REPUBLIKA.CO.ID, JAKARTA -- Pakar vaksinasi dr Jane Soepardi MPH mengatakan, saat ini Indonesia masih tertinggal jauh jika dibandingkan negara-negara berkembang lainnya soal perkembangan vaksin. Hal itu ia sampaikan saat diskusi daring dengan tema "Tata Laksana Vaksinasi di Indonesia" yang dipantau di Jakarta, Senin.
Jane mengungkapkan, sudah ada tiga vaksin yang muncul di Indonesia sejak 10 tahun terakhir. Vaksinnya ialah pneumococcal conjugate vaccine (PCV) untuk pneumonia, human papillomavirus (HPV) untuk vaksinasi kanker serviks, dan vaksin rotavirus untuk diare.

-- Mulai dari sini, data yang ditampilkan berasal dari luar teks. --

//! Capability negotiation.
//!
//! [`negotiate`] is a pure derivation from a [`DeviceCapabilities`] snapshot.
//! [`CapabilityNegotiator`] owns the probes, the latest snapshot and the
//! memoized result for one session manager.

use crate::device::{
    CodecSupport, ContainerSupport, DeviceCapabilities, DeviceProbe, DocumentSupport, EffectiveType,
};
use crate::protected::{
    probe_protected_media, KeySystem, KeySystemProbe, ProtectedMediaCapabilities,
};
use serde::{Serialize, Serializer};
use std::sync::{Arc, Mutex, MutexGuard, PoisonError};
use tracing::{debug, info};

/// Screen width at or above which 4K is recommended
const UHD_MIN_WIDTH: u32 = 3840;
/// Screen width at or above which 1080p is recommended
const FULL_HD_MIN_WIDTH: u32 = 1920;

/// Preferred video delivery format
#[derive(Debug, Clone, Copy, PartialEq, Eq, Serialize)]
#[serde(rename_all = "lowercase")]
pub enum VideoFormat {
    /// HTTP Live Streaming
    Hls,
    /// MPEG-DASH
    Dash,
    /// Progressive MP4
    Mp4,
}

/// Preferred protected-media system
#[derive(Debug, Clone, Copy, PartialEq, Eq)]
pub enum DrmPreference {
    /// Use this key system
    KeySystem(KeySystem),
    /// No supported key system
    None,
}

impl DrmPreference {
    /// Wire identifier, `"none"` when no key system is usable
    pub fn as_str(&self) -> &'static str {
        match self {
            DrmPreference::KeySystem(system) => system.as_str(),
            DrmPreference::None => "none",
        }
    }
}

impl Serialize for DrmPreference {
    fn serialize<S: Serializer>(&self, serializer: S) -> Result<S::Ok, S::Error> {
        serializer.serialize_str(self.as_str())
    }
}

/// Recommended playback quality tier
#[derive(Debug, Clone, Copy, PartialEq, Eq, Serialize)]
pub enum Quality {
    /// 480p, forced by data saving or 2G-class links
    #[serde(rename = "480p")]
    P480,
    /// 720p, for 3G-class links
    #[serde(rename = "720p")]
    P720,
    /// 1080p, for full-HD screens
    #[serde(rename = "1080p")]
    P1080,
    /// 4K, for UHD screens
    #[serde(rename = "4k")]
    UltraHd4k,
    /// Let the player adapt
    #[serde(rename = "auto")]
    Auto,
}

/// Derived media/DRM/quality preferences
#[derive(Debug, Clone, PartialEq, Eq, Serialize)]
#[serde(rename_all = "camelCase")]
pub struct NegotiatedCapabilities {
    /// Preferred video format
    pub video_format: VideoFormat,
    /// Preferred protected-media system
    pub drm: DrmPreference,
    /// Recommended quality tier
    pub recommended_quality: Quality,
    /// Audio codec support, passed through
    pub audio: CodecSupport,
    /// Document support, passed through
    pub documents: DocumentSupport,
}

/// Derive negotiated preferences from a device snapshot.
///
/// Unknown protected-media support is treated as unsupported.
pub fn negotiate(device: &DeviceCapabilities) -> NegotiatedCapabilities {
    let video_format = if device.containers.contains(ContainerSupport::HLS) {
        VideoFormat::Hls
    } else if device.containers.contains(ContainerSupport::DASH) {
        VideoFormat::Dash
    } else {
        VideoFormat::Mp4
    };

    let drm = device
        .protected_media
        .and_then(|media| media.preferred())
        .map_or(DrmPreference::None, DrmPreference::KeySystem);

    NegotiatedCapabilities {
        video_format,
        drm,
        recommended_quality: recommend_quality(device),
        audio: device.codecs,
        documents: device.documents,
    }
}

fn recommend_quality(device: &DeviceCapabilities) -> Quality {
    let network = &device.network;
    if network.save_data || network.effective_type.is_some_and(|t| t.is_2g_class()) {
        return Quality::P480;
    }
    if network.effective_type == Some(EffectiveType::ThreeG) {
        return Quality::P720;
    }
    match device.screen.width {
        w if w >= UHD_MIN_WIDTH => Quality::UltraHd4k,
        w if w >= FULL_HD_MIN_WIDTH => Quality::P1080,
        _ => Quality::Auto,
    }
}

#[derive(Default)]
struct NegotiatorState {
    device: Option<DeviceCapabilities>,
    negotiated: Option<NegotiatedCapabilities>,
}

/// Owns capability probes and the memoized negotiation result
pub struct CapabilityNegotiator {
    probe: Arc<dyn DeviceProbe>,
    key_systems: Option<Arc<dyn KeySystemProbe>>,
    state: Mutex<NegotiatorState>,
}

impl CapabilityNegotiator {
    /// Create a negotiator without a key-system probe
    pub fn new(probe: Arc<dyn DeviceProbe>) -> Self {
        Self {
            probe,
            key_systems: None,
            state: Mutex::new(NegotiatorState::default()),
        }
    }

    /// Attach a key-system probe used by [`refine_protected_media`](Self::refine_protected_media)
    pub fn with_key_systems(mut self, probe: Arc<dyn KeySystemProbe>) -> Self {
        self.key_systems = Some(probe);
        self
    }

    fn state(&self) -> MutexGuard<'_, NegotiatorState> {
        self.state.lock().unwrap_or_else(PoisonError::into_inner)
    }

    /// Take a fresh device snapshot.
    ///
    /// Protected-media results from an earlier refinement are carried over.
    pub fn detect_device_capabilities(&self) -> DeviceCapabilities {
        let mut snapshot = self.probe.detect();
        let mut state = self.state();
        if let Some(previous) = state.device.as_ref().and_then(|d| d.protected_media) {
            snapshot.protected_media = Some(previous);
        }
        state.device = Some(snapshot.clone());
        snapshot
    }

    /// Negotiate preferences, computing them on first use
    pub fn negotiate_capabilities(&self) -> NegotiatedCapabilities {
        let memo = self.state().negotiated.clone();
        if let Some(negotiated) = memo {
            return negotiated;
        }

        let stored = self.state().device.clone();
        let device = match stored {
            Some(device) => device,
            None => self.detect_device_capabilities(),
        };
        let negotiated = negotiate(&device);
        info!(
            "Negotiated capabilities: video={:?} drm={} quality={:?}",
            negotiated.video_format,
            negotiated.drm.as_str(),
            negotiated.recommended_quality
        );

        self.state().negotiated = Some(negotiated.clone());
        negotiated
    }

    /// Memoized negotiation result, `None` before the first negotiation
    pub fn negotiated(&self) -> Option<NegotiatedCapabilities> {
        self.state().negotiated.clone()
    }

    /// Latest device snapshot, if one was taken
    pub fn device_capabilities(&self) -> Option<DeviceCapabilities> {
        self.state().device.clone()
    }

    /// Run the asynchronous key-system probe and merge its result.
    ///
    /// Updates the stored snapshot and, if a negotiation was already memoized,
    /// re-derives it so the DRM preference reflects the probe.
    pub async fn refine_protected_media(&self) -> ProtectedMediaCapabilities {
        let media = match &self.key_systems {
            Some(probe) => probe_protected_media(probe.as_ref()).await,
            None => ProtectedMediaCapabilities::default(),
        };

        let mut state = self.state();
        let device = match state.device.take() {
            Some(device) => device,
            None => self.probe.detect(),
        };
        let refined = DeviceCapabilities {
            protected_media: Some(media),
            ..device
        };
        if state.negotiated.is_some() {
            state.negotiated = Some(negotiate(&refined));
        }
        state.device = Some(refined);
        debug!("Protected media refined: {:?}", media.supported);

        media
    }

    /// Drop the stored snapshot and memoized result
    pub fn reset(&self) {
        *self.state() = NegotiatorState::default();
    }
}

Padahal, negara-negara berkembang lainnya sudah jauh lebih dulu mengintroduksi ketiga vaksin tersebut. Sementara itu, di Tanah Air, vaksin PCV dan HPV baru beberapa provinsi saja yang mendapatkannya.

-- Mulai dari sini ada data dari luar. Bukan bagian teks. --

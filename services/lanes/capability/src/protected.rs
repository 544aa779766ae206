//! Protected-media (DRM) key-system probing.
//!
//! Key-system support can only be answered asynchronously, so it is kept
//! out of the synchronous device snapshot and merged in afterwards.

use async_trait::async_trait;
use bitflags::bitflags;
use serde::{Deserialize, Serialize};
use tracing::debug;

/// Protected-media key systems
#[derive(Debug, Clone, Copy, PartialEq, Eq, Hash, Serialize, Deserialize)]
pub enum KeySystem {
    /// Google Widevine
    #[serde(rename = "com.widevine.alpha")]
    Widevine,
    /// Microsoft PlayReady
    #[serde(rename = "com.microsoft.playready")]
    PlayReady,
    /// Apple FairPlay
    #[serde(rename = "com.apple.fps")]
    FairPlay,
    /// W3C Clear Key
    #[serde(rename = "org.w3.clearkey")]
    ClearKey,
}

impl KeySystem {
    /// Key systems in negotiation preference order
    pub const PREFERENCE: [KeySystem; 4] = [
        KeySystem::Widevine,
        KeySystem::PlayReady,
        KeySystem::FairPlay,
        KeySystem::ClearKey,
    ];

    /// Key-system identifier string
    pub fn as_str(self) -> &'static str {
        match self {
            KeySystem::Widevine => "com.widevine.alpha",
            KeySystem::PlayReady => "com.microsoft.playready",
            KeySystem::FairPlay => "com.apple.fps",
            KeySystem::ClearKey => "org.w3.clearkey",
        }
    }

    fn flag(self) -> KeySystemSet {
        match self {
            KeySystem::Widevine => KeySystemSet::WIDEVINE,
            KeySystem::PlayReady => KeySystemSet::PLAYREADY,
            KeySystem::FairPlay => KeySystemSet::FAIRPLAY,
            KeySystem::ClearKey => KeySystemSet::CLEARKEY,
        }
    }
}

bitflags! {
    /// Set of supported key systems
    #[derive(Debug, Clone, Copy, PartialEq, Eq, Hash, Default, Serialize, Deserialize)]
    pub struct KeySystemSet: u8 {
        /// Google Widevine
        const WIDEVINE = 1 << 0;
        /// Microsoft PlayReady
        const PLAYREADY = 1 << 1;
        /// Apple FairPlay
        const FAIRPLAY = 1 << 2;
        /// W3C Clear Key
        const CLEARKEY = 1 << 3;
    }
}

/// Result of the asynchronous key-system probe
#[derive(Debug, Clone, Copy, PartialEq, Eq, Default, Serialize, Deserialize)]
pub struct ProtectedMediaCapabilities {
    /// Supported key systems
    pub supported: KeySystemSet,
}

impl ProtectedMediaCapabilities {
    /// Whether a key system is supported
    pub fn supports(&self, system: KeySystem) -> bool {
        self.supported.contains(system.flag())
    }

    /// First supported key system in preference order
    pub fn preferred(&self) -> Option<KeySystem> {
        KeySystem::PREFERENCE
            .into_iter()
            .find(|system| self.supports(*system))
    }
}

/// Asynchronous key-system support check
#[async_trait]
pub trait KeySystemProbe: Send + Sync {
    /// Whether the platform can play content protected by `system`
    async fn supports(&self, system: KeySystem) -> bool;
}

/// Probe answering from a fixed set
#[derive(Debug, Clone, Default)]
pub struct StaticKeySystemProbe {
    supported: KeySystemSet,
}

impl StaticKeySystemProbe {
    /// Create a probe that reports the given systems as supported
    pub fn new(systems: impl IntoIterator<Item = KeySystem>) -> Self {
        let supported = systems
            .into_iter()
            .fold(KeySystemSet::empty(), |set, system| set | system.flag());
        Self { supported }
    }
}

#[async_trait]
impl KeySystemProbe for StaticKeySystemProbe {
    async fn supports(&self, system: KeySystem) -> bool {
        self.supported.contains(system.flag())
    }
}

/// Query every known key system
pub async fn probe_protected_media(probe: &dyn KeySystemProbe) -> ProtectedMediaCapabilities {
    let mut supported = KeySystemSet::empty();
    for system in KeySystem::PREFERENCE {
        if probe.supports(system).await {
            supported |= system.flag();
        }
    }
    debug!("Protected media probe finished: {:?}", supported);
    ProtectedMediaCapabilities { supported }
}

"Jadi bertahap, karena vaksinnya impor. Rotavirus itu akan diproduksi oleh pabrik vaksin kita sendiri, yaitu Bio Farma," kata Jane yang terlibat dalam 20 kali Pekan Imunisasi Nasional (PIN) Polio dan kejadian luar biasa polio di Afrika Barat.
Jane berharap pada 2022 Indonesia sudah bisa memproduksi secara mandiri vaksin rotavirus sehingga anak-anak di Tanah Air diimunisasi massal guna mencegah diare.

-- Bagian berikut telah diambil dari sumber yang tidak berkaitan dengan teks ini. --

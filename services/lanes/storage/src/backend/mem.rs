//! In-memory storage backend for development and testing

use crate::{ResumeRecord, ResumeStore, StorageError};
use async_trait::async_trait;
use tokio::sync::RwLock;
use tracing::debug;

/// In-memory resume slot
#[derive(Debug, Default)]
pub struct MemoryResumeStore {
    slot: RwLock<Option<ResumeRecord>>,
}

impl MemoryResumeStore {
    /// Create an empty store
    pub fn new() -> Self {
        Self::default()
    }

    /// Create a store pre-populated with a record
    pub fn with_record(record: ResumeRecord) -> Self {
        Self {
            slot: RwLock::new(Some(record)),
        }
    }
}

#[async_trait]
impl ResumeStore for MemoryResumeStore {
    async fn load(&self) -> Result<Option<ResumeRecord>, StorageError> {
        Ok(self.slot.read().await.clone())
    }

    async fn save(&self, record: &ResumeRecord) -> Result<(), StorageError> {
        debug!("Resume slot save session={}", record.session_id);
        *self.slot.write().await = Some(record.clone());
        Ok(())
    }

    async fn clear(&self) -> Result<(), StorageError> {
        debug!("Resume slot clear");
        *self.slot.write().await = None;
        Ok(())
    }
}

Jane mengatakan, sebelum melaksanakan kampanye vaksin secara nasional, maka terlebih dahulu yang harus dilaksanakan ialah menyiapkan vaksin itu sendiri. Lebih jauh dari itu, jika vaksin sudah tersedia maka vaksin yang digunakan pun harus sudah terdaftar di Organisasi Kesehatan Dunia (WHO).
Senada dengan itu, Duta Adaptasi Kebiasaan Baru sekaligus juru bicara Satgas Penanganan Covid-19 dr Reisa Broto Asmoro mengatakan pemerintah masih terus berusaha mencari, mengembangkan dan mengadakan vaksin yang aman bagi masyarakat. Upaya mandiri, kerja sama bilateral hingga kolaborasi global terus dilakukan untuk mendapatkan vaksin yang terdaftar di badan kesehatan dunia atau WHO serta harus disetujui Badan Pengawasan Obat dan Makanan (BPOM).